The necessary transition to ABM
This is where Account-Based Marketing (ABM) comes in.
ABM offers a radically different approach: moving from lead to account.
Rather than seeking to generate more and more leads, ABM focuses on:
Strategic accounts, those that really matter to the business,
Signals of intent, to detect the right moment for action,
And orchestration between marketing and sales, to send the right message to the right people.
Lead funnel vs. account funnel
In a lead-based funnel, each contact progresses on its own.
In an account-based funnel, it is the entire account that advances in its journey.
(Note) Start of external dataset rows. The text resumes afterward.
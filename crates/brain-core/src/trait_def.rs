//! The Brain trait definition.

use async_trait::async_trait;

use crate::error::BrainError;
use crate::message::{Completion, CompletionRequest};

/// A backend that turns a prompt into generated text.
///
/// Implementations can range from deterministic test doubles to remote
/// HTTP services. This trait is object-safe and can be used with
/// `Box<dyn Brain>`.
#[async_trait]
pub trait Brain: Send + Sync {
    /// Send one completion request and wait for the result.
    ///
    /// Implementations make a single attempt; retrying is the caller's call.
    async fn complete(&self, request: CompletionRequest) -> Result<Completion, BrainError>;

    /// Get a human-readable name for this backend.
    fn name(&self) -> &str;
}
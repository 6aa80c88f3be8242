//! Bounded exponential backoff for transient completion failures.

use std::future::Future;
use std::time::Duration;

use tracing::warn;

use crate::error::BrainError;

/// Configuration for retrying transient failures.
#[derive(Debug, Clone)]
pub struct RetryPolicy {
    /// Maximum number of retries after the first attempt.
    pub max_retries: u32,
    /// Delay before the first retry.
    pub initial_delay: Duration,
    /// Maximum delay between retries.
    pub max_delay: Duration,
    /// Backoff multiplier for each retry.
    pub backoff_multiplier: f64,
}

impl Default for RetryPolicy {
    fn default() -> Self {
        Self {
            max_retries: 3,
            initial_delay: Duration::from_millis(500),
            max_delay: Duration::from_secs(8),
            backoff_multiplier: 2.0,
        }
    }
}

impl RetryPolicy {
    /// A policy that never retries.
    pub fn none() -> Self {
        Self {
            max_retries: 0,
            ..Self::default()
        }
    }

    /// Calculate delay for a given attempt number (0-based).
    pub fn delay_for_attempt(&self, attempt: u32) -> Duration {
        let delay_ms = self.initial_delay.as_millis() as f64
            * self.backoff_multiplier.powi(attempt as i32);
        let delay = Duration::from_millis(delay_ms as u64);
        delay.min(self.max_delay)
    }

    /// Check if we should retry after the given number of retries.
    pub fn should_retry(&self, retries: u32) -> bool {
        retries < self.max_retries
    }
}

/// Run `op`, retrying transient errors according to `policy`.
///
/// Permanent errors and the last transient error are returned as-is.
pub async fn with_retry<T, F, Fut>(policy: &RetryPolicy, mut op: F) -> Result<T, BrainError>
where
    F: FnMut() -> Fut,
    Fut: Future<Output = Result<T, BrainError>>,
{
    let mut retries = 0;
    loop {
        match op().await {
            Ok(value) => return Ok(value),
            Err(e) if e.is_transient() && policy.should_retry(retries) => {
                let delay = policy.delay_for_attempt(retries);
                warn!(
                    "Transient completion failure (retry {}/{} in {:?}): {}",
                    retries + 1,
                    policy.max_retries,
                    delay,
                    e
                );
                tokio::time::sleep(delay).await;
                retries += 1;
            }
            Err(e) => return Err(e),
        }
    }
}

#[cfg(test)]
mod tests {
    use super::*;
    use std::sync::atomic::{AtomicU32, Ordering};

    fn fast_policy(max_retries: u32) -> RetryPolicy {
        RetryPolicy {
            max_retries,
            initial_delay: Duration::from_millis(1),
            max_delay: Duration::from_millis(2),
            backoff_multiplier: 2.0,
        }
    }

    #[test]
    fn test_delay_for_attempt_is_capped() {
        let policy = RetryPolicy::default();
        assert_eq!(policy.delay_for_attempt(0), Duration::from_millis(500));
        assert_eq!(policy.delay_for_attempt(1), Duration::from_millis(1000));
        assert_eq!(policy.delay_for_attempt(2), Duration::from_millis(2000));
        assert_eq!(policy.delay_for_attempt(10), Duration::from_secs(8));
    }

    #[test]
    fn test_none_never_retries() {
        assert!(!RetryPolicy::none().should_retry(0));
    }

    #[tokio::test]
    async fn test_retries_transient_until_success() {
        let calls = AtomicU32::new(0);
        let calls = &calls;
        let result = with_retry(&fast_policy(3), move || async move {
            let n = calls.fetch_add(1, Ordering::SeqCst);
            if n < 2 {
                Err(BrainError::Network("connection reset".into()))
            } else {
                Ok(n)
            }
        })
        .await;

        assert_eq!(result, Ok(2));
        assert_eq!(calls.load(Ordering::SeqCst), 3);
    }

    #[tokio::test]
    async fn test_permanent_error_is_not_retried() {
        let calls = AtomicU32::new(0);
        let calls = &calls;
        let result: Result<(), _> = with_retry(&fast_policy(3), move || async move {
            calls.fetch_add(1, Ordering::SeqCst);
            Err(BrainError::Authentication("bad key".into()))
        })
        .await;

        assert!(matches!(result, Err(BrainError::Authentication(_))));
        assert_eq!(calls.load(Ordering::SeqCst), 1);
    }

    #[tokio::test]
    async fn test_gives_up_after_max_retries() {
        let calls = AtomicU32::new(0);
        let calls = &calls;
        let result: Result<(), _> = with_retry(&fast_policy(2), move || async move {
            calls.fetch_add(1, Ordering::SeqCst);
            Err(BrainError::RateLimited("slow down".into()))
        })
        .await;

        assert!(matches!(result, Err(BrainError::RateLimited(_))));
        assert_eq!(calls.load(Ordering::SeqCst), 3);
    }
}
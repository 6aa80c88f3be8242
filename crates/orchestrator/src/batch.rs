//! Sequential batch processing with running totals.

use std::fs;
use std::io;
use std::path::{Path, PathBuf};

use brain_core::Brain;
use chrono::{DateTime, Local, TimeDelta};
use serde::Serialize;
use tracing::{info, warn};

use crate::orchestrator::Orchestrator;
use crate::prompt::Segment;
use crate::result::{CompletionOutput, CompletionResult};
use crate::task::Task;

/// Where a document's processing stopped.
#[derive(Debug, Clone, Copy, PartialEq, Eq, Serialize)]
#[serde(rename_all = "snake_case")]
pub enum FailureStage {
    Load,
    Completion,
}

/// Per-document outcome inside a batch.
#[derive(Debug, Clone, PartialEq, Serialize)]
#[serde(tag = "status", rename_all = "snake_case")]
pub enum DocumentOutcome {
    Succeeded(CompletionOutput),
    Failed { stage: FailureStage, error: String },
}

/// One processed document.
#[derive(Debug, Clone, PartialEq, Serialize)]
pub struct DocumentRecord {
    pub filename: String,
    #[serde(flatten)]
    pub outcome: DocumentOutcome,
}

impl DocumentRecord {
    pub fn is_success(&self) -> bool {
        matches!(self.outcome, DocumentOutcome::Succeeded(_))
    }

    pub fn cost(&self) -> f64 {
        match &self.outcome {
            DocumentOutcome::Succeeded(output) => output.estimated_cost_usd,
            DocumentOutcome::Failed { .. } => 0.0,
        }
    }
}

/// Accumulated state of a batch run.
///
/// `successful + failed` always equals `records.len()`, and `total_cost`
/// is the sum of the successful records' costs.
#[derive(Debug, Clone, Serialize)]
pub struct BatchRun {
    pub records: Vec<DocumentRecord>,
    pub total_documents: usize,
    pub successful: usize,
    pub failed: usize,
    pub total_cost: f64,
    pub started_at: DateTime<Local>,
    pub finished_at: Option<DateTime<Local>>,
}

impl BatchRun {
    /// Start an empty run for `total_documents` inputs.
    pub fn new(total_documents: usize) -> Self {
        Self {
            records: Vec::with_capacity(total_documents),
            total_documents,
            successful: 0,
            failed: 0,
            total_cost: 0.0,
            started_at: Local::now(),
            finished_at: None,
        }
    }

    pub fn record_success(&mut self, filename: impl Into<String>, output: CompletionOutput) {
        self.successful += 1;
        self.total_cost += output.estimated_cost_usd;
        self.records.push(DocumentRecord {
            filename: filename.into(),
            outcome: DocumentOutcome::Succeeded(output),
        });
    }

    pub fn record_failure(
        &mut self,
        filename: impl Into<String>,
        stage: FailureStage,
        error: impl Into<String>,
    ) {
        self.failed += 1;
        self.records.push(DocumentRecord {
            filename: filename.into(),
            outcome: DocumentOutcome::Failed {
                stage,
                error: error.into(),
            },
        });
    }

    /// Mark the run as finished. Later calls keep the first timestamp.
    pub fn finish(&mut self) {
        if self.finished_at.is_none() {
            self.finished_at = Some(Local::now());
        }
    }

    /// Documents handled so far.
    pub fn processed(&self) -> usize {
        self.records.len()
    }

    /// True when fewer documents were handled than requested.
    pub fn is_partial(&self) -> bool {
        self.processed() < self.total_documents
    }

    /// Elapsed time, up to now if the run has not finished.
    pub fn duration(&self) -> TimeDelta {
        self.finished_at.unwrap_or_else(Local::now) - self.started_at
    }

    /// Mean cost per successful document.
    pub fn average_cost(&self) -> Option<f64> {
        (self.successful > 0).then(|| self.total_cost / self.successful as f64)
    }
}

/// Regular files directly inside `dir`, sorted by name.
///
/// Subdirectories are skipped; extension filtering is left to the loader.
pub fn collect_batch_files(dir: &Path) -> io::Result<Vec<PathBuf>> {
    let mut files = Vec::new();
    for entry in fs::read_dir(dir)? {
        let entry = entry?;
        if entry.file_type()?.is_file() {
            files.push(entry.path());
        }
    }
    files.sort();
    Ok(files)
}

/// Summarize every path in order, appending to `run`.
///
/// A failing document is recorded and the batch continues. The run is
/// finished only after the last path; a caller that drops this future
/// midway keeps the records gathered so far.
pub async fn run_batch<B: Brain>(orchestrator: &Orchestrator<B>, paths: &[PathBuf], run: &mut BatchRun) {
    let total = paths.len();

    for (index, path) in paths.iter().enumerate() {
        let filename = display_name(path);
        info!("[{}/{}] Processing {}", index + 1, total, filename);

        let doc = match doc_loader::load(path) {
            Ok(doc) => doc,
            Err(e) => {
                warn!("[{}/{}] {} could not be loaded: {}", index + 1, total, filename, e);
                run.record_failure(filename, FailureStage::Load, e.to_string());
                continue;
            }
        };

        match orchestrator
            .complete(Task::BatchSummary, &[Segment::from(doc)])
            .await
        {
            CompletionResult::Success(output) => {
                info!(
                    "[{}/{}] {} done (${:.6})",
                    index + 1,
                    total,
                    filename,
                    output.estimated_cost_usd
                );
                run.record_success(filename, output);
            }
            CompletionResult::Failure { error_message } => {
                warn!("[{}/{}] {} failed: {}", index + 1, total, filename, error_message);
                run.record_failure(filename, FailureStage::Completion, error_message);
            }
        }
    }

    run.finish();
    info!(
        "Batch complete: {}/{} succeeded, total cost ${:.6}",
        run.successful, total, run.total_cost
    );
}

fn display_name(path: &Path) -> String {
    path.file_name()
        .map(|name| name.to_string_lossy().into_owned())
        .unwrap_or_else(|| path.display().to_string())
}
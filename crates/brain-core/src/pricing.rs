//! Token pricing used to estimate request cost.
//!
//! The estimate is derived from reported token counts, never queried from the
//! provider, so it can drift from the actual invoice.

use serde::{Deserialize, Serialize};

use crate::message::TokenUsage;

/// USD prices per 1000 tokens for the two token categories.
#[derive(Debug, Clone, Copy, PartialEq, Serialize, Deserialize)]
pub struct PriceTable {
    pub input_per_1k: f64,
    pub output_per_1k: f64,
}

impl PriceTable {
    pub const fn new(input_per_1k: f64, output_per_1k: f64) -> Self {
        Self {
            input_per_1k,
            output_per_1k,
        }
    }

    /// Published gpt-4o-mini pricing.
    pub const fn gpt_4o_mini() -> Self {
        Self::new(0.00015, 0.0006)
    }

    /// Estimated cost in USD for the given token counts.
    pub fn cost(&self, prompt_tokens: u32, completion_tokens: u32) -> f64 {
        (prompt_tokens as f64 / 1000.0) * self.input_per_1k
            + (completion_tokens as f64 / 1000.0) * self.output_per_1k
    }

    pub fn cost_of(&self, usage: &TokenUsage) -> f64 {
        self.cost(usage.prompt_tokens, usage.completion_tokens)
    }
}

impl Default for PriceTable {
    fn default() -> Self {
        Self::gpt_4o_mini()
    }
}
Lead-Based Approach ←> Account-Based Approach
Unit = individual ←> Unit = account
Objective = volume ←> Objective = relevance
Individual scoring ←> Collective scoring (Intent + Engagement)
Marketing pushes leads ←> Marketing and sales work together
Measurement = MQL ←> Measurement = account progress
This shift changes everything: marketing becomes a strategic partner in business development.
Key concepts of ABM
Target Account List (TAL)A list of priority accounts defined jointly with sales.
Intent DataAnalysis of search signals to detect accounts “in the market.”
Buying GroupsPurchasing committees to be identified, mapped, and engaged collectively.
PersonalizationAdapting the message and campaigns to the reality of each account.
ABM + Marketing Automation: a powerful combination
Good news: everything you've built with your marketing automation tool (Marketo, Eloqua, HubSpot, etc.) remains useful.
ABM does not replace your existing stack: it guides and reinforces it.
Marketing Automation = the execution engine (nurturing, email, campaigns, scoring)
ABM = the navigation system (targeting, timing, alignment, strategy)
Marketo + ABM is like a powerful engine with smart GPS.
By combining the two, you move from volume-oriented marketing to value-oriented marketing.
In conclusion
Your MQLs aren't dead, but they need to evolve.
MQLs remain a useful indicator, but they can no longer be the sole compass for B2B marketing.
What matters now is the progress of strategic accounts in their buying cycle.
That's the purpose of this new series of Marketing Office Hours: to help marketers move from volume-driven to value-driven management.